The required Capability and Availability Target metadata defined by each Space are passed through a multitier filtering algorithm to determine which clusters will host the Space’s contents. The algorithm looks roughly like this:
Continuing the examples from above, when a Space creator creates a Space that includes the primary and secondary Availability Targets, and requires the Certificate Manager Capability, Tanzu Application Engine does the following:
Profiles are groups of required Capabilities. They are intended to be reusable building blocks for defining application environment characteristics. By creating custom Profiles, platform builders can curate the types of workloads that their platform supports while platform users can reference them to understand the APIs that are available on the platform.
Spaces include Profiles to describe the APIs and CRDs (in the form of Capabilities) available in the Space. Spaces transitively require all Capabilities that are required by any Profiles a Space includes. A Space is scheduled only on a cluster that provides the required Capabilities of every Profile in by the Space.
For example, a platform builder who knows how to deploy Spring applications might require the spring-cloud-gateway
and service-binding
Capabilities in a Spring Profile. The Spring Profile provides a reusable way to create environments for running Spring applications.

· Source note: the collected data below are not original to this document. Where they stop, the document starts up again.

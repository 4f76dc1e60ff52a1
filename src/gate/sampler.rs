//! # Probabilistic sampling decision.
//!
//! [`Sampler`] decides whether an enabled recorder keeps an individual
//! event. The decision is memoryless: each event is kept with probability
//! `rate`, independently of every other event.
//!
//! Sampling runs after the enabled check (a disabled recorder never
//! reaches it) and before delivery, so a sampled-out event costs one
//! random draw and nothing else.

use rand::Rng;

/// Memoryless keep/drop decision with a fixed rate.
///
/// Rates at the boundaries short-circuit without drawing randomness:
/// `1.0` keeps everything, `0.0` keeps nothing.
#[derive(Clone, Copy, Debug)]
pub struct Sampler {
    rate: f64,
}

impl Sampler {
    /// Creates a sampler with the given keep probability.
    ///
    /// The rate is expected to come from a validated
    /// [`TraceConfig`](crate::TraceConfig) and therefore lie in
    /// `[0.0, 1.0]`; values outside the range are clamped.
    pub fn new(rate: f64) -> Self {
        Self {
            rate: rate.clamp(0.0, 1.0),
        }
    }

    /// The configured keep probability.
    #[inline]
    pub fn rate(&self) -> f64 {
        self.rate
    }

    /// Decides whether to keep one event.
    pub fn keep(&self) -> bool {
        if self.rate >= 1.0 {
            return true;
        }
        if self.rate <= 0.0 {
            return false;
        }
        rand::rng().random::<f64>() < self.rate
    }
}
impl Recorder {
    /// Creates a recorder with default config, immediate delivery and a
    /// [`Discard`] exporter, disabled.
    pub fn new() -> Self {
        Self {
            enabled: AtomicBool::new(false),
            exporter: RwLock::new(Arc::new(Discard)),
            delivery: Delivery::Immediate,
            config: RwLock::new(TraceConfig::default()),
            ids: IdGen::new(),
            stats: RecorderStats::new(),
        }
    }

    /// Starts a builder with the given configuration.
    pub fn builder(config: TraceConfig) -> RecorderBuilder {
        RecorderBuilder::new(config)
    }

    /// Internal constructor used by [`RecorderBuilder`].
    pub(crate) fn from_parts(
        config: TraceConfig,
        exporter: Arc<dyn Export>,
        mode: DeliveryMode,
    ) -> Result<Self, TraceError> {
        config.validate()?;
        let delivery = match mode {
            DeliveryMode::Immediate => Delivery::Immediate,
            DeliveryMode::Buffered => {
                Delivery::Buffered(Mutex::new(EventStream::new(config.buffer_size)?))
            }
        };
        Ok(Self {
            enabled: AtomicBool::new(false),
            exporter: RwLock::new(exporter),
            delivery,
            config: RwLock::new(config),
            ids: IdGen::new(),
            stats: RecorderStats::new(),
        })
    }

    // ---- Gate state ----

    /// Switches recording on. Idempotent.
    pub fn enable(&self) {
        self.enabled.store(true, Ordering::Release);
    }

    /// Switches recording off. Idempotent.
    ///
    /// Events already accepted into a buffered stream stay there and are
    /// still delivered by the next [`Recorder::flush`].
    pub fn disable(&self) {
        self.enabled.store(false, Ordering::Release);
    }

    /// True if events are currently being recorded.
    #[inline]
    pub fn is_enabled(&self) -> bool {
        self.enabled.load(Ordering::Acquire)
    }

    /// Rebinds the active exporter immediately, in any gate state.
    ///
    /// Never fails and never drops accepted events: a buffered stream
    /// keeps its contents and drains to the new exporter on the next
    /// flush.
    pub fn set_exporter(&self, exporter: Arc<dyn Export>) {
        *write_lock(&self.exporter) = exporter;
    }

    /// Handle to the currently bound exporter.
    pub fn exporter(&self) -> Arc<dyn Export> {
        Arc::clone(&read_lock(&self.exporter))
    }

    /// The delivery mode fixed at build time.
    pub fn mode(&self) -> DeliveryMode {
        match self.delivery {
            Delivery::Immediate => DeliveryMode::Immediate,
            Delivery::Buffered(_) => DeliveryMode::Buffered,
        }
    }

    // ---- Configuration snapshot ----

    /// Copy of the current configuration snapshot.
    pub fn config(&self) -> TraceConfig {
        read_lock(&self.config).clone()
    }

    /// Replaces the configuration snapshot.
    ///
    /// Re-validates the input, so a config that passed construction-time
    /// validation can never fail here. Takes effect for subsequently
    /// constructed streams; an existing buffered stream keeps its size
    /// (replace the recorder to resize).
    pub fn update_config(&self, config: TraceConfig) -> Result<(), TraceError> {
        config.validate()?;
        *write_lock(&self.config) = config;
        Ok(())
    }

    // ---- Identity ----

    /// The recorder's correlation-id generator.
    pub fn ids(&self) -> &IdGen {
        &self.ids
    }

    /// Next fiber id from the owned generator.
    #[inline]
    pub fn next_fiber_id(&self) -> u64 {
        self.ids.next_fiber_id()
    }

    /// Next task id from the owned generator.
    #[inline]
    pub fn next_task_id(&self) -> u64 {
        self.ids.next_task_id()
    }

    // ---- Stats ----

    /// Point-in-time emit-outcome counters.
    ///
    /// Populated only while
    /// [`enable_performance_monitoring`](TraceConfig::enable_performance_monitoring)
    /// is set.
    pub fn stats(&self) -> StatsSnapshot {
        self.stats.snapshot()
    }

    // ---- Event pipeline ----

    /// Records one event.
    ///
    /// - Disabled gate: returns `Ok(())` with zero side effects.
    /// - Sampling (when configured) drops the event with no delivery.
    /// - Immediate mode: the event is exported synchronously as a
    ///   single-element batch.
    /// - Buffered mode: the event is pushed into the stream; a full stream
    ///   drains to the exporter before this call returns.
    ///
    /// Exporter failures propagate as [`TraceError::Exporter`]; the
    /// recorder takes no retry/drop/buffer action on the caller's behalf.
    pub fn emit(&self, event: Event) -> Result<(), TraceError> {
        if !self.is_enabled() {
            return Ok(());
        }

        let (sampling, rate, track) = {
            let cfg = read_lock(&self.config);
            (
                cfg.enable_sampling,
                cfg.sampling_rate,
                cfg.enable_performance_monitoring,
            )
        };

        if sampling && !Sampler::new(rate).keep() {
            if track {
                self.stats.record_sampled_out();
            }
            return Ok(());
        }
        if track {
            self.stats.record_emitted();
        }

        match &self.delivery {
            Delivery::Immediate => {
                let exporter = self.exporter();
                self.deliver(&*exporter, std::slice::from_ref(&event), track)
            }
            Delivery::Buffered(stream) => {
                let batch = {
                    let mut stream = mutex_lock(stream);
                    stream.push(event);
                    if stream.is_full() {
                        stream.flush()
                    } else {
                        Vec::new()
                    }
                };
                if batch.is_empty() {
                    return Ok(());
                }
                let exporter = self.exporter();
                self.deliver(&*exporter, &batch, track)
            }
        }
    }

    /// Drains a buffered stream to the bound exporter.
    ///
    /// No-op in immediate mode and for an empty stream. Runs in any gate
    /// state: events accepted while enabled are delivered even after a
    /// later `disable()`.
    pub fn flush(&self) -> Result<(), TraceError> {
        let Delivery::Buffered(stream) = &self.delivery else {
            return Ok(());
        };
        let batch = mutex_lock(stream).flush();
        if batch.is_empty() {
            return Ok(());
        }
        let track = read_lock(&self.config).enable_performance_monitoring;
        let exporter = self.exporter();
        self.deliver(&*exporter, &batch, track)
    }

    /// Drops all buffered events without exporting them.
    ///
    /// Returns how many were discarded; always 0 in immediate mode.
    pub fn discard_pending(&self) -> usize {
        let Delivery::Buffered(stream) = &self.delivery else {
            return 0;
        };
        let mut stream = mutex_lock(stream);
        let dropped = stream.len();
        stream.clear();
        dropped
    }

    /// Events currently waiting in the buffered stream (0 in immediate
    /// mode).
    pub fn pending(&self) -> usize {
        match &self.delivery {
            Delivery::Immediate => 0,
            Delivery::Buffered(stream) => mutex_lock(stream).len(),
        }
    }

    fn deliver(
        &self,
        exporter: &dyn Export,
        batch: &[Event],
        track: bool,
    ) -> Result<(), TraceError> {
        match exporter.export(batch) {
            Ok(()) => {
                if track {
                    self.stats.record_exported(batch.len() as u64);
                }
                Ok(())
            }
            Err(err) => {
                if track {
                    self.stats.record_export_failure();
                }
                Err(err)
            }
        }
    }
}
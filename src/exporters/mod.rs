//! # Event exporters.
//!
//! This module provides the [`Export`] trait and the reference sinks the
//! recorder ships with.
//!
//! ## Architecture
//! ```text
//! Event flow:
//!   Recorder ── export(&[Event]) ──► bound exporter
//!                                        │
//!                                   ┌────┴─────┬──────────┬─────────┐
//!                                   ▼          ▼          ▼         ▼
//!                                Discard   LogWriter  JsonWriter  ExportSet
//!                               (default)  (lines)    (JSON/line) (fan-out)
//! ```
//!
//! ## Implementing custom exporters
//! ```rust
//! use fibertrace::{Event, Export, TraceError};
//!
//! struct Collecting(std::sync::Mutex<Vec<Event>>);
//!
//! impl Export for Collecting {
//!     fn export(&self, batch: &[Event]) -> Result<(), TraceError> {
//!         self.0.lock().unwrap().extend_from_slice(batch);
//!         Ok(())
//!     }
//!
//!     fn name(&self) -> &'static str { "collecting" }
//! }
//! ```

mod discard;
mod export;
mod json;
mod log;
mod set;

pub use discard::Discard;
pub use export::Export;
pub use json::JsonWriter;
pub use log::{severity, LogWriter};
pub use set::ExportSet;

A Spring application team can easily use the Spring Profile to create a Space in a way that is company-approved and guaranteed to be supported by the platform. The application team that needs a gateway in front of their application can use the Spring Cloud Gateway CRDs to create their own gateway.
Profiles are intended to be reused across Spaces. In the example above, the team building the platform is attempting to standardize the way that their organization runs Spring applications. Therefore, every Spring application should be running in a Space with the same Spring Profile. It is a common pattern for organizations to curate a limited set of Profiles that represent commonly used patterns and use cases.
Traits are collections of Kubernetes resources that are deployed into Spaces when they are created. They deliver required, pre-configured, and consistent content to Spaces.
Profiles include Traits to easily create reusable content in Spaces when they are scheduled. This gives platform builders a way to simplify the configuration and creation of Kubernetes resources for their developers.
Continuing the example from above, the platform team notices that each team that uses the Spring Profile is re-implementing a way to create a Spring Cloud Gateway. They realize that this is not only inefficient, but also insecure as many teams do not send their network traffic through the company’s central audit tool.
To streamline developer flows and ensure the platform adheres to company security policy, a platform builder creates a Trait that contains a SpringCloudGateway
resource with preconfigured connections to their auditing systems. They include the Trait in the Spring Profile that was previously created and used by various application teams. That change has now enabled every Space that uses the Spring Profile to use the newly created and company-approved Spring Cloud Gateway definition.
Traits are not intended to be the primary way to require Capabilities or to deliver Kubernetes resources into Spaces. In most cases, the content, like application-specific code being delivered into a Space, is unique enough that it should be delivered directly to the Space by running tanzu deploy
.
For example, while many applications might use a database, few of them are connected to exactly the same database. In this case, the ServiceBinding
for each database should be created and applied to the Space by running tanzu service create
, and not as a templated reusable Trait. Most organizations have very few Traits that represent a small number of truly identical deliverables.